When I spoke about this Zelaya situation with Jenny & Ian at the Italian restaurant the other night, they was no doubt on their minds. « Mel », as the nickname goes, has to go for good. What happened in Honduras was a totally legitimate action taken by Congress and the courts against the executive powers. It was a perfect demonstration of the checks and balances of democracy in action, in full respect of the 100-year-old Honduran Constitution (« older than the active French constitution », Ian proudly reminded me).
What’s more (still according to Jenny & Ian), the use of the military force to oust Zelaya from his home in his now-famous pyjamas was a legitimate call from Congress whose official enforcement power is the army, while the police only answers to the executive branch (as opposed to most Western democracies where the chief of state is also the commander-in-chief).
As legitimate as their move was, Micheletti’s interim government had no sense of politics when they ousted an active president at gunpoint while deploying military in the streets and imposing their still-standing curfew at 10 or 11PM.

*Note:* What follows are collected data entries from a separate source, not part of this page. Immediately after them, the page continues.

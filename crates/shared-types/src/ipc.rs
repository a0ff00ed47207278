//! # Inter-Service Payloads
//!
//! Request and response bodies exchanged between the research services,
//! both as HTTP JSON bodies and as envelope payloads.
//!
//! ## Rules
//!
//! - Payloads never carry the caller's identity; the `X-Service-Name`
//!   header (HTTP) or the envelope `sender` is authoritative.
//! - Optional fields default so older callers keep working.

use chrono::{DateTime, Utc};
use serde::{Deserialize, Serialize};
use std::collections::BTreeMap;

/// Extracts the host part of a URL (`scheme://host/...`).
///
/// Returns the input unchanged when it has no `//` authority section.
pub fn url_host(url: &str) -> &str {
    let mut parts = url.splitn(4, '/');
    match (parts.next(), parts.next(), parts.next()) {
        (Some(_), Some(_), Some(host)) => host,
        _ => url,
    }
}

// =============================================================================
// WEB SEARCH
// =============================================================================

fn default_max_results() -> usize {
    10
}

/// `POST /search` body and `perform_search` payload.
#[derive(Debug, Clone, PartialEq, Serialize, Deserialize)]
pub struct SearchRequest {
    pub query_text: String,
    #[serde(default = "default_max_results")]
    pub max_results: usize,
    #[serde(default)]
    pub session_id: Option<String>,
    #[serde(default)]
    pub follow_up_queries: Option<Vec<String>>,
    #[serde(default)]
    pub comprehensive: bool,
}

impl SearchRequest {
    pub fn new(query_text: impl Into<String>, max_results: usize) -> Self {
        Self {
            query_text: query_text.into(),
            max_results,
            session_id: None,
            follow_up_queries: None,
            comprehensive: false,
        }
    }
}

/// One web search hit.
#[derive(Debug, Clone, PartialEq, Serialize, Deserialize)]
pub struct SearchResult {
    pub id: String,
    pub title: String,
    pub url: String,
    #[serde(default)]
    pub snippet: String,
    /// Host the result was served from.
    #[serde(default)]
    pub source: String,
    #[serde(default)]
    pub search_query: String,
    #[serde(default)]
    pub relevance_score: f64,
    #[serde(default)]
    pub extracted_at: Option<DateTime<Utc>>,
}

#[derive(Debug, Clone, PartialEq, Serialize, Deserialize)]
pub struct SearchResponse {
    pub results: Vec<SearchResult>,
    pub query: String,
    pub total_results: usize,
}

// =============================================================================
// KNOWLEDGE EXTRACTION
// =============================================================================

/// Body shared by `/extract`, `/credibility` and `/trends`.
#[derive(Debug, Clone, PartialEq, Default, Serialize, Deserialize)]
pub struct ExtractionRequest {
    #[serde(default)]
    pub search_results: Vec<SearchResult>,
}

/// Category of an extracted insight.
#[derive(Debug, Clone, Copy, PartialEq, Eq, Hash, PartialOrd, Ord, Serialize, Deserialize)]
#[serde(rename_all = "lowercase")]
pub enum InsightType {
    Overview,
    Methodology,
    Metric,
    Domain,
    Institution,
    Findings,
    Significance,
    #[serde(other)]
    General,
}

impl InsightType {
    pub fn as_str(&self) -> &'static str {
        match self {
            InsightType::Overview => "overview",
            InsightType::Methodology => "methodology",
            InsightType::Metric => "metric",
            InsightType::Domain => "domain",
            InsightType::Institution => "institution",
            InsightType::Findings => "findings",
            InsightType::Significance => "significance",
            InsightType::General => "general",
        }
    }
}

#[derive(Debug, Clone, PartialEq, Serialize, Deserialize)]
pub struct ResearchInsight {
    pub id: String,
    pub content: String,
    pub confidence: f64,
    #[serde(default)]
    pub source_urls: Vec<String>,
    pub insight_type: InsightType,
    pub extracted_at: DateTime<Utc>,
}

#[derive(Debug, Clone, PartialEq, Default, Serialize, Deserialize)]
pub struct InsightBatch {
    pub insights: Vec<ResearchInsight>,
    pub total_insights: usize,
}

impl From<Vec<ResearchInsight>> for InsightBatch {
    fn from(insights: Vec<ResearchInsight>) -> Self {
        Self {
            total_insights: insights.len(),
            insights,
        }
    }
}

#[derive(Debug, Clone, PartialEq, Eq, Default, Serialize, Deserialize)]
pub struct CredibilityAnalysis {
    pub total_sources: usize,
    pub high_credibility: usize,
    pub medium_credibility: usize,
    pub low_credibility: usize,
    /// Result count per host.
    pub source_breakdown: BTreeMap<String, usize>,
}

#[derive(Debug, Clone, PartialEq, Eq, Default, Serialize, Deserialize)]
pub struct CredibilityResponse {
    pub analysis: CredibilityAnalysis,
}

#[derive(Debug, Clone, PartialEq, Eq, Default, Serialize, Deserialize)]
pub struct TrendReport {
    /// Trend keywords that appeared at least once, most frequent first.
    pub trends: Vec<String>,
    pub keyword_counts: BTreeMap<String, usize>,
}

#[derive(Debug, Clone, PartialEq, Eq, Default, Serialize, Deserialize)]
pub struct InsightStats {
    pub total_insights: usize,
    pub insights_by_type: BTreeMap<String, usize>,
}

// =============================================================================
// RESEARCH AGGREGATION
// =============================================================================

#[derive(Debug, Clone, PartialEq, Eq, Serialize, Deserialize)]
pub struct SessionRequest {
    pub topic: String,
    #[serde(default)]
    pub session_id: Option<String>,
}

#[derive(Debug, Clone, PartialEq, Eq, Serialize, Deserialize)]
pub struct SessionInfo {
    pub session_id: String,
    pub topic: String,
    pub started_at: DateTime<Utc>,
}

#[derive(Debug, Clone, PartialEq, Serialize, Deserialize)]
pub struct AggregateRequest {
    pub session_id: String,
    #[serde(default)]
    pub results: Vec<SearchResult>,
    #[serde(default)]
    pub insights: Vec<ResearchInsight>,
}

#[derive(Debug, Clone, PartialEq, Eq, Serialize, Deserialize)]
pub struct AggregateAck {
    pub status: String,
    pub total_results: usize,
}

#[derive(Debug, Clone, PartialEq, Eq, Serialize, Deserialize)]
pub struct ReportRequest {
    pub session_id: String,
}

/// Source counts by category.
#[derive(Debug, Clone, PartialEq, Eq, Default, Serialize, Deserialize)]
pub struct SourceCategories {
    pub academic: usize,
    pub government: usize,
    pub commercial: usize,
    pub news: usize,
    pub other: usize,
}

impl SourceCategories {
    pub fn total(&self) -> usize {
        self.academic + self.government + self.commercial + self.news + self.other
    }
}

#[derive(Debug, Clone, PartialEq, Serialize, Deserialize)]
pub struct ResearchReport {
    pub session_id: String,
    pub topic: String,
    pub generated_at: DateTime<Utc>,
    pub total_sources: usize,
    pub unique_domains: usize,
    pub top_domains: Vec<String>,
    pub average_relevance: f64,
    pub source_types: SourceCategories,
    pub research_coverage: String,
    pub session_duration: String,
    pub total_insights: usize,
    pub executive_summary: String,
    pub key_findings: Vec<String>,
}

#[derive(Debug, Clone, PartialEq, Serialize, Deserialize)]
pub struct ReportResponse {
    pub report: ResearchReport,
}

#[derive(Debug, Clone, PartialEq, Eq, Serialize, Deserialize)]
pub struct SessionSummary {
    pub session_id: String,
    pub topic: String,
    pub started_at: DateTime<Utc>,
    pub sources_analyzed: usize,
}

#[derive(Debug, Clone, PartialEq, Eq, Default, Serialize, Deserialize)]
pub struct SessionList {
    pub sessions: Vec<SessionSummary>,
}
pub mod api;
pub mod catalog;

pub use api::router;
pub use catalog::{CatalogEntry, CatalogSearchBackend};
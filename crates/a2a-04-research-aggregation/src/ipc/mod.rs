pub mod handler;

pub use handler::{register_handlers, REPLY_TO_FIELD};
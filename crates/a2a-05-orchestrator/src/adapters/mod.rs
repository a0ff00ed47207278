pub mod http;

pub use http::{HttpTransport, RegistryDirectory};
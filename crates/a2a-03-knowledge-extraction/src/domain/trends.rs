use shared_types::{SearchResult, TrendReport};

/// Words that mark a result as reporting something new.
pub const TREND_WORDS: [&str; 7] = [
    "emerging",
    "novel",
    "breakthrough",
    "innovative",
    "recent",
    "latest",
    "new",
];

/// Counts, per trend word, the results whose title or snippet contain it
/// as a whole word. Trends are ordered by count, then by [`TREND_WORDS`] order.
pub fn identify_trends(results: &[SearchResult]) -> TrendReport {
    let mut report = TrendReport::default();
    for result in results {
        let content = format!("{} {}", result.snippet, result.title).to_lowercase();
        let words: Vec<&str> = content
            .split(|c: char| !c.is_alphanumeric())
            .filter(|w| !w.is_empty())
            .collect();
        for trend in TREND_WORDS {
            if words.contains(&trend) {
                *report.keyword_counts.entry(trend.to_string()).or_default() += 1;
            }
        }
    }

    let mut ranked: Vec<(usize, &str)> = TREND_WORDS
        .iter()
        .enumerate()
        .filter(|(_, w)| report.keyword_counts.contains_key(**w))
        .map(|(i, w)| (i, *w))
        .collect();
    ranked.sort_by(|a, b| {
        let count = |w: &str| report.keyword_counts.get(w).copied().unwrap_or(0);
        count(b.1).cmp(&count(a.1)).then(a.0.cmp(&b.0))
    });
    report.trends = ranked.into_iter().map(|(_, w)| w.to_string()).collect();
    report
}
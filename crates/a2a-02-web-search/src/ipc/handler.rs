//! `perform_search` handler.
//!
//! The payload carries a [`SearchRequest`] plus an optional
//! `callback_service`. When present, the results are forwarded to that
//! service as an `aggregate_web_results` message for the request's
//! session; otherwise the search produces no outbound messages.

use crate::service::WebSearchService;
use async_trait::async_trait;
use shared_bus::{HandlerError, MessageHandler, Outbound, ServiceActor};
use shared_types::{AggregateRequest, Envelope, MessageKind, SearchRequest};
use tracing::info;

/// Payload key naming the service that receives the results.
pub const CALLBACK_FIELD: &str = "callback_service";

/// Session used when the request names none.
pub const DEFAULT_SESSION: &str = "default";

pub struct PerformSearchHandler {
    service: WebSearchService,
}

impl PerformSearchHandler {
    pub fn new(service: WebSearchService) -> Self {
        Self { service }
    }
}

#[async_trait]
impl MessageHandler for PerformSearchHandler {
    async fn handle(&self, envelope: &Envelope) -> Result<Vec<Outbound>, HandlerError> {
        let request: SearchRequest = envelope.decode()?;
        let callback: Option<String> = envelope.field(CALLBACK_FIELD).ok();

        let response = self.service.search(&request).await;
        info!(
            sender = %envelope.sender,
            results = response.total_results,
            "[web-search] perform_search handled"
        );

        let Some(callback) = callback else {
            return Ok(Vec::new());
        };
        let aggregate = AggregateRequest {
            session_id: request
                .session_id
                .unwrap_or_else(|| DEFAULT_SESSION.to_string()),
            results: response.results,
            insights: Vec::new(),
        };
        Ok(vec![Outbound::typed(
            callback,
            MessageKind::AggregateResults,
            &aggregate,
        )?])
    }
}

/// Installs every search handler on `actor`.
pub fn register_handlers(actor: &ServiceActor, service: WebSearchService) {
    actor.register_handler(MessageKind::PerformSearch, PerformSearchHandler::new(service));
}
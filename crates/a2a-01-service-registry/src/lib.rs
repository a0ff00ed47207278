//! # Service Registry
//!
//! Directory of running services. Services register themselves, send
//! periodic heartbeats and are probed by a background health checker.
//! Discovery only hands out URLs of services currently marked healthy.
//!
//! ## Architecture
//!
//! ```text
//! adapters/api ──► service::ServiceRegistry ◄── service::HealthChecker
//!                          │                          │
//!                     ports::TimeSource          ports::HealthProbe
//! ```
//!
//! ## Status transitions
//!
//! | From | Event | To |
//! |---|---|---|
//! | any | register | unknown |
//! | any | heartbeat | healthy |
//! | any | probe ok (fresh heartbeat) | healthy |
//! | any | probe failed / timed out | unhealthy |
//! | any | no heartbeat for `heartbeat_timeout` | unhealthy |

#![cfg_attr(test, allow(clippy::unwrap_used))]

pub mod adapters;
pub mod domain;
pub mod ports;
pub mod service;

pub use adapters::{router, HttpHealthProbe, ManualTimeSource, SystemTimeSource};
pub use domain::{RegistryConfig, RegistryError};
pub use ports::{HealthProbe, ProbeError, TimeSource};
pub use service::{CheckOutcome, CycleReport, HealthChecker, ServiceRegistry};

use std::sync::Arc;

/// A registry with its health checker wired to the HTTP probe.
pub fn build(config: RegistryConfig) -> Result<(Arc<ServiceRegistry>, HealthChecker), ProbeError> {
    let registry = Arc::new(ServiceRegistry::with_system_clock());
    let probe = Arc::new(HttpHealthProbe::new(config.probe_timeout)?);
    let checker = HealthChecker::new(registry.clone(), probe, config);
    Ok((registry, checker))
}
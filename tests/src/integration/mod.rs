//! Integration tests across service boundaries.

#[cfg(test)]
pub mod harness;

pub mod e2e_research;
pub mod flows;
pub mod health;
pub mod security;
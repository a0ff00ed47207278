use crate::domain::OrchestratorConfig;
use serde::{Deserialize, Serialize};
use shared_types::{CredibilityAnalysis, InsightBatch, ResearchReport, SearchResult, ServiceRole};
use std::fmt;
use std::time::Duration;

/// One remote call of the research workflow.
#[derive(Debug, Clone, Copy, PartialEq, Eq, Hash)]
pub enum Step {
    StartSession,
    Search,
    ExtractInsights,
    AnalyzeCredibility,
    Aggregate,
    GenerateReport,
}

impl Step {
    /// Workflow order.
    pub const ALL: [Step; 6] = [
        Step::StartSession,
        Step::Search,
        Step::ExtractInsights,
        Step::AnalyzeCredibility,
        Step::Aggregate,
        Step::GenerateReport,
    ];

    pub fn role(&self) -> ServiceRole {
        match self {
            Step::Search => ServiceRole::WebSearch,
            Step::ExtractInsights | Step::AnalyzeCredibility => ServiceRole::KnowledgeExtraction,
            Step::StartSession | Step::Aggregate | Step::GenerateReport => {
                ServiceRole::ResearchAggregation
            }
        }
    }

    pub fn path(&self) -> &'static str {
        match self {
            Step::StartSession => "/session",
            Step::Search => "/search",
            Step::ExtractInsights => "/extract",
            Step::AnalyzeCredibility => "/credibility",
            Step::Aggregate => "/aggregate",
            Step::GenerateReport => "/report",
        }
    }

    /// Steps that may run external compute get the long timeout.
    pub fn timeout(&self, config: &OrchestratorConfig) -> Duration {
        match self {
            Step::Search | Step::ExtractInsights | Step::GenerateReport => config.long_step_timeout,
            Step::AnalyzeCredibility | Step::StartSession | Step::Aggregate => {
                config.short_step_timeout
            }
        }
    }

    pub fn as_str(&self) -> &'static str {
        match self {
            Step::StartSession => "session",
            Step::Search => "search",
            Step::ExtractInsights => "extract",
            Step::AnalyzeCredibility => "credibility",
            Step::Aggregate => "aggregate",
            Step::GenerateReport => "report",
        }
    }
}

impl fmt::Display for Step {
    fn fmt(&self, f: &mut fmt::Formatter<'_>) -> fmt::Result {
        f.write_str(self.as_str())
    }
}

/// Everything one research run produced.
#[derive(Debug, Clone, PartialEq, Serialize, Deserialize)]
pub struct ResearchOutcome {
    pub session_id: String,
    pub results: Vec<SearchResult>,
    pub insights: InsightBatch,
    pub credibility: CredibilityAnalysis,
    pub report: ResearchReport,
}

#[cfg(test)]
mod tests {
    use super::*;

    #[test]
    fn test_step_timeouts() {
        let config = OrchestratorConfig::default();
        let long: Vec<_> = Step::ALL
            .iter()
            .filter(|s| s.timeout(&config).as_secs() == 60)
            .map(Step::as_str)
            .collect();
        assert_eq!(long, vec!["search", "extract", "report"]);
        assert_eq!(Step::Aggregate.timeout(&config).as_secs(), 30);
    }

    #[test]
    fn test_step_roles() {
        assert_eq!(Step::Search.role().service_name(), "web-search");
        assert_eq!(Step::AnalyzeCredibility.role().service_name(), "knowledge-extraction");
        assert_eq!(Step::StartSession.role().service_name(), "research-aggregation");
    }
}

From a Western media point of view, Military + Central America = blood in the streets. In Canada or the US, we only have 10 seconds to devote to an Honduran news, and showing military in the streets imposing curfew to citizens after ousting a president at gunpoint quickly brings back memories of Salvador, Nicaragua or even Chile.
It’s already too late, the catastrophic PR is done: as I prepared to board my plane to Honduras last week, all my friends were telling me I was crazy. They didn’t know much detail, but what they knew was enough. Political crisis in Central America = Stay the fuck away and go to Cancun to spend your vacation instead.
Until now, they’ve been wrong. Life on this island is good life as usual, except for the extreme lack of tourism that’s killing local entrepreneurs. All of them are mad, but none of them do support Zelaya’s return. As Jenny and Ian told me, the ousting was legitimate, but it was conducted in the most clumsy, irresponsible way.
That night at the Italian restaurant, there was a Zelaya supporter among us. Fernando was the lucky man going out with the Texas girl whose birthday we were celebrating. Jenny talked with him for at least an hour. At the end, nobody was convinced of the other’s point of view. But the debate was interesting – and would even more have been so if I had the slightest command of Spanish.
Fernando summed up his views for me in a few words. For him, Zelaya represents the end of status quo. According to him, it’s time to renew the political, financial and educational powers that have fallen in the hands of the same old gang for too long. For Fernando, who’s said to belong to a rich Honduran family (which he refused to confirm), Zelaya represents the promise of such a renewal.
« He’s just a young idealist », Jenny whispered to me. « His views are only based on emotions, not logic. »
For sure, emotional reactions have been very underestimated when sending the military oust a pyjama-clad active president in his private house at dawn. The media got their emotional clip – it was already too late.
For all the fear that’s playing out back North about a possible civil war or even a military intervention from Venezuela, let me tell you something: if all Hondurans are to debate in calm and friendliness around an Italian wine like I saw those two debate the other night, you don’t have anything to worry about. They were entrenched on both sides, for sure. But not once did they start screaming at each other. Let’s hope the whole political thing on the mainland will get solved that way.
Whatever the outcome, let’s pray it’ll be quick. A lot of turtles are betting their life on it.